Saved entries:
--- START ---

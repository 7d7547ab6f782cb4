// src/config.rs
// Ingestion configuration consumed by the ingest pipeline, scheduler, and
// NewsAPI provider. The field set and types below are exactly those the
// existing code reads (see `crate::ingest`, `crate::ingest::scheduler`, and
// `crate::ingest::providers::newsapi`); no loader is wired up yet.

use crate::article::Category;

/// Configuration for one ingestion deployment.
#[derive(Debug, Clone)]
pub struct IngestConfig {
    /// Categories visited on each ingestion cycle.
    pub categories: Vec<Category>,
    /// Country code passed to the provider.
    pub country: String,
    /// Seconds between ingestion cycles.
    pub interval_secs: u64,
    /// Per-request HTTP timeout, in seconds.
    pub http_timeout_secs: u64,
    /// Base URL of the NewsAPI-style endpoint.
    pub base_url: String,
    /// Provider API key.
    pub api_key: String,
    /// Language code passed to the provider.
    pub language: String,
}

--- END ---
--- START ---

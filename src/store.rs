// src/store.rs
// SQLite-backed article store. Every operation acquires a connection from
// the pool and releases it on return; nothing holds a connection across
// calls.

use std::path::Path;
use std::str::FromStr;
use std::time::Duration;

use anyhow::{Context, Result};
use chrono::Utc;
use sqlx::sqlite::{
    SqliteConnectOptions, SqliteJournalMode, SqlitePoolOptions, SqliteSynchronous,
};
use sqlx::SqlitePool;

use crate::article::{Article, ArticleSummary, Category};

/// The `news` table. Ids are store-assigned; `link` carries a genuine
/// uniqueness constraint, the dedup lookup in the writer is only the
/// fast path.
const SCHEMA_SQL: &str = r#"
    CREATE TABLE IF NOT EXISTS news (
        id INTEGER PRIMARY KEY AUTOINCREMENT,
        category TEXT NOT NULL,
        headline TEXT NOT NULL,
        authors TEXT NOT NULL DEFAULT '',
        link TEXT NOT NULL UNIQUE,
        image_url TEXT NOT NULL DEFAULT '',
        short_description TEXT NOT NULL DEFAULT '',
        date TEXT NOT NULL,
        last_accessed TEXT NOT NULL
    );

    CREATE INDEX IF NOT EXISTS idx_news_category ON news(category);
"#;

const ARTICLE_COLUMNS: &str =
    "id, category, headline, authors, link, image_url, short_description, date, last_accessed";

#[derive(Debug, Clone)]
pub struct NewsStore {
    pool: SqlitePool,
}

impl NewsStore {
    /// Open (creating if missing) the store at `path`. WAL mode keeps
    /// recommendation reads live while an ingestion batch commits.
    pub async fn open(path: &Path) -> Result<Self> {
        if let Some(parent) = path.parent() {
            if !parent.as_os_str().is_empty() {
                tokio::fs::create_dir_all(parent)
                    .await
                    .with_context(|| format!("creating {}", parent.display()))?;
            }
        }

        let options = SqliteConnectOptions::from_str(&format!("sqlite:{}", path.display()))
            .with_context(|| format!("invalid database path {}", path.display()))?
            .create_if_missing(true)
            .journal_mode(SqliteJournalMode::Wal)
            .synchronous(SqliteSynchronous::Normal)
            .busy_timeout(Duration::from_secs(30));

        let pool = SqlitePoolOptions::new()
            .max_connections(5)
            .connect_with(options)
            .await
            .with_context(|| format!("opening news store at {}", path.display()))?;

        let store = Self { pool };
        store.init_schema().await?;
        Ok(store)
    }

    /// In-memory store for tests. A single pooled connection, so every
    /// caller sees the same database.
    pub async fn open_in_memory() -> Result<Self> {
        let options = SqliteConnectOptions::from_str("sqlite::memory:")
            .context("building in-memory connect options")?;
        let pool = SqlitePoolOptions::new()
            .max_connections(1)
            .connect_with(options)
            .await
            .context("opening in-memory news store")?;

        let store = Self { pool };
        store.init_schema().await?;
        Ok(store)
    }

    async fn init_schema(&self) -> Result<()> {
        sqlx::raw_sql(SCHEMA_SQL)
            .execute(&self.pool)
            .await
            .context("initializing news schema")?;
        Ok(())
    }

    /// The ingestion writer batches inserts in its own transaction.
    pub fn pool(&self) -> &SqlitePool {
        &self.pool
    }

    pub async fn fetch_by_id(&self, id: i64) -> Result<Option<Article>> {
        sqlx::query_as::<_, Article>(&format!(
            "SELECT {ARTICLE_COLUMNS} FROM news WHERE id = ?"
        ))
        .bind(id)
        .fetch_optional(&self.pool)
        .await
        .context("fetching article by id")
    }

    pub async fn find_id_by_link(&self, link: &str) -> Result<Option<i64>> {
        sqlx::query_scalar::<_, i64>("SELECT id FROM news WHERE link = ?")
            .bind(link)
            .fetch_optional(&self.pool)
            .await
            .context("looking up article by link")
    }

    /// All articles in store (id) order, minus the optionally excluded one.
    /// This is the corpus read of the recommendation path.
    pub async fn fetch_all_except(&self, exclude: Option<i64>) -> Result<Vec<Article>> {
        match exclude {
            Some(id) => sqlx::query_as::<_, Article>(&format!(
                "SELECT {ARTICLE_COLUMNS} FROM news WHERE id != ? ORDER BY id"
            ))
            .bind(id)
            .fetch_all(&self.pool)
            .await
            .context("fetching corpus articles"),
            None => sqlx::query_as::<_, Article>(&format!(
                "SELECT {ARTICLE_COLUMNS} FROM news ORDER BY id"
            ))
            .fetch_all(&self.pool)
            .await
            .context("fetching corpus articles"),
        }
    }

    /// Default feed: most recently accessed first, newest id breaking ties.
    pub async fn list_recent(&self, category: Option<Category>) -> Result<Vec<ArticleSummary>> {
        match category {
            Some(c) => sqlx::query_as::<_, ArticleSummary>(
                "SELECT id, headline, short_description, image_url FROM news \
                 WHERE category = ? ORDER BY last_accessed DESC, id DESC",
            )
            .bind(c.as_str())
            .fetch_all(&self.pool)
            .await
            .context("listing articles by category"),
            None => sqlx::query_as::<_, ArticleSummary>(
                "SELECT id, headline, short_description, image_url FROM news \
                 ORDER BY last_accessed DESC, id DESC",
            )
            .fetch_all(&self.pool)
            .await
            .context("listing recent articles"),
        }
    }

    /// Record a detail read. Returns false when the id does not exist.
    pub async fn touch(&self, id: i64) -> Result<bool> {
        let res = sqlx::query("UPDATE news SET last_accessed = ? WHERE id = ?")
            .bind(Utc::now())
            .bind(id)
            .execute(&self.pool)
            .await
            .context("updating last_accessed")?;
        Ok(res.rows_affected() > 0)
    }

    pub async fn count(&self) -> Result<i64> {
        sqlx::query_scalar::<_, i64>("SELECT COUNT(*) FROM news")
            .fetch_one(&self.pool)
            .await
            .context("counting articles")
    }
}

--- END ---

● **What needs to be done**: A single figure, please: the number of lines in the data that hold the string "parent".

● **The answer**: 4